Access to capital funding isn’t what it used to be, and any developer decision to build comes down to very basic maths. Better design standards require bigger floor spaces, better accessibility, more windows and greater energy efficiency. This all translates into significantly higher build costs per unit (of the order of 20 per cent in some cases), and developers will not break ground on a new scheme until they can cover those costs and make a profit.
Further exacerbated
The Housing Agency reported this week that only just over half the minimum number of new homes needed to meet demand in the capital and its environs were built last year. So an already bad situation – 8,900 units will be needed by 2018 – is being made worse.
And the more demand exceeds supply, the more prices will rise.
So the somewhat simplistic solution to relax building requirements, thereby reducing costs, will only ever be a small part of any proposed solution. Property Industry Ireland (PII), an Ibec interest group for the property and construction sector (with a clear vested interest), this week published its submission to Government in advance of October's Budget, and in it outlined a suite of measures that might address the worsening supply of affordable housing.
It suggests applying the revised building criteria to developments of purpose-built rental accommodation for students and housing for the active retired. As a student who happily lived in accommodation where the toilet was accessed off the kitchenette by a poorly fitted sliding door that opened like a DeLorean car (and not in a cool way), I wonder is it now an absolute must that students should enjoy a dual aspect and have a parking space. Surely proximity to the college and affordability are priorities?

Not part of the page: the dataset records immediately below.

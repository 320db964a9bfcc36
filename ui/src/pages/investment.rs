use bi_core::pages::investment::{
    self, city_filter, CityIndex, Generation, InvestmentView, ALL_CITIES, BOOT_ERROR, KEY_COUNT,
};
use bi_core::pages::preferences::KEY_VALUE;
use bi_core::pages::LOAD_ERROR;
use bi_core::Table;
use chart_kit::palette::PASTEL;
use chart_kit::{ChartSpec, Domain};
use leptos::*;

use super::{kpis_of, spawn_load, table_of, LoadError, LoadState};
use crate::components::{ChartCard, KpiRow};
use crate::state::use_app_ctx;

#[component]
pub fn InvestmentPage() -> impl IntoView {
    let ctx = use_app_ctx();
    let boot = create_rw_signal(LoadState::<CityIndex>::Loading);
    let state = create_rw_signal(LoadState::<InvestmentView>::Loading);
    let selection = create_rw_signal(ALL_CITIES.to_string());
    let generation = Generation::default();

    let fetch = ctx.fetcher();
    spawn_load(boot, async move { investment::load_boot(&fetch).await });

    create_effect(move |_| {
        let selected = selection.get();
        let ticket = generation.begin();
        state.set(LoadState::Loading);
        let fetch = ctx.fetcher();
        let generation = generation.clone();
        spawn_local(async move {
            let result = investment::load(&fetch, city_filter(&selected)).await;
            // A newer selection owns the page now.
            if generation.is_current(ticket) {
                let _ = state.try_set(result.into());
            }
        });
    });

    let options = move || {
        boot.with(|b| b.ready().map(CityIndex::options))
            .unwrap_or_else(|| vec![ALL_CITIES.to_string()])
    };
    let price_by_city = Signal::derive(move || {
        let selected = selection.get();
        boot.with(|b| match b {
            LoadState::Loading => None,
            LoadState::Ready(index) => Some(index.price_chart(city_filter(&selected))),
            LoadState::Failed => Some(Table::default()),
        })
    });

    view! {
        <section class="page">
            <LoadError state=boot message=BOOT_ERROR/>
            <LoadError state message=LOAD_ERROR/>
            <div class="filter-bar">
                <label class="input-label" for="city-select">"City"</label>
                <select
                    id="city-select"
                    class="input"
                    prop:value=move || selection.get()
                    on:change=move |ev| selection.set(event_target_value(&ev))
                >
                    {move || {
                        options()
                            .into_iter()
                            .map(|city| view! { <option value=city.clone()>{city}</option> })
                            .collect_view()
                    }}
                </select>
            </div>
            <KpiRow tiles=kpis_of(state, investment::kpis)/>
            <div class="chart-grid">
                <ChartCard
                    title="Price level by city"
                    spec=ChartSpec::stacked().palette(&PASTEL)
                    table=price_by_city
                />
                <ChartCard
                    title="Restaurants per price level"
                    spec=ChartSpec::bars().series(KEY_VALUE, "Restaurants").color(PASTEL[0])
                    table=table_of(state, |v: &InvestmentView| v.price_counts.clone())
                />
                <ChartCard
                    title="Top 5 cuisines"
                    spec=ChartSpec::donut(0.6).series(KEY_VALUE, "Restaurants").palette(&PASTEL)
                    table=table_of(state, |v: &InvestmentView| v.top_cuisines.clone())
                />
                <ChartCard
                    title="Franchises"
                    spec=ChartSpec::horizontal().series(KEY_COUNT, "Restaurants").color(PASTEL[3])
                    table=table_of(state, |v: &InvestmentView| v.franchises.clone())
                />
                <ChartCard
                    title="Cuisines by price level (100%)"
                    spec=ChartSpec::stacked()
                        .palette(&PASTEL)
                        .domain(Domain::Fixed(0.0, 100.0))
                        .suffix("%")
                    table=table_of(state, |v: &InvestmentView| v.cuisines_by_price.clone())
                    wide=true
                />
            </div>
        </section>
    }
}
//! Core of the restaurant BI dashboard: the lenient model for the analytics
//! API payloads, the matrix pivot used by every chart, fallback formatting,
//! the client-side route table and one loader per dashboard page.
//!
//! Nothing in here touches the DOM or the network directly; page loaders are
//! generic over [`Fetch`] so the browser transport lives in the `ui` crate.

pub mod de;
pub mod endpoint;
pub mod fetch;
pub mod format;
pub mod model;
pub mod pages;
pub mod pivot;
pub mod routes;

pub use endpoint::Endpoint;
pub use fetch::{decode, fetch_all, fetch_settled, Fetch, FetchError};
pub use model::*;
pub use pivot::{percent_table, pivot, series_table, stack_keys, zip, Row, Table};
pub use routes::{resolve, Page, Resolved, Route, DEFAULT_PAGE};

The new building requirements have led to the virtual disappearance of the traditional bedsit. It prompted many landlords to sell up rather than upgrade to the new standards. Many of these homes have now reverted to single-family use, taking multiple accommodation units out of the market. They may have been substandard dwellings, but many tenants have been forced into homelessness as a result.
The PII calls for the immediate construction of social housing units. But how will they be funded? The current system of fixed rent subsidies to those on lower incomes is not working, with the burden falling on the tenants. Unless a more flexible subsidy can be devised, housing bodies need to raise the debt finance themselves. Income can be raised through the sale of State property and proceeds invested in housing funding schemes. Tracts of wasteland currently zoned industrial could be rezoned residential, providing scope for thousands of units to meet housing needs.
The proposed relaxation of building requirements was also conceived as a way to facilitate investors wishing to convert unused retail space in historic older buildings to rental accommodation, thereby rejuvenating city and town centres. Upper floors of high street shops are dead, vacant spaces that with the right investment could make beautiful loft-style apartments.
If we have learned anything, it’s that the one-size-fits-all approach to housing simply doesn’t work. There is already an abundance of one-bed apartments out there proving unsuitable for cash-strapped owners who have outgrown them.
Meeting future housing needs is a complex process that requires a multi-strand approach. A little flexibility and imagination are needed.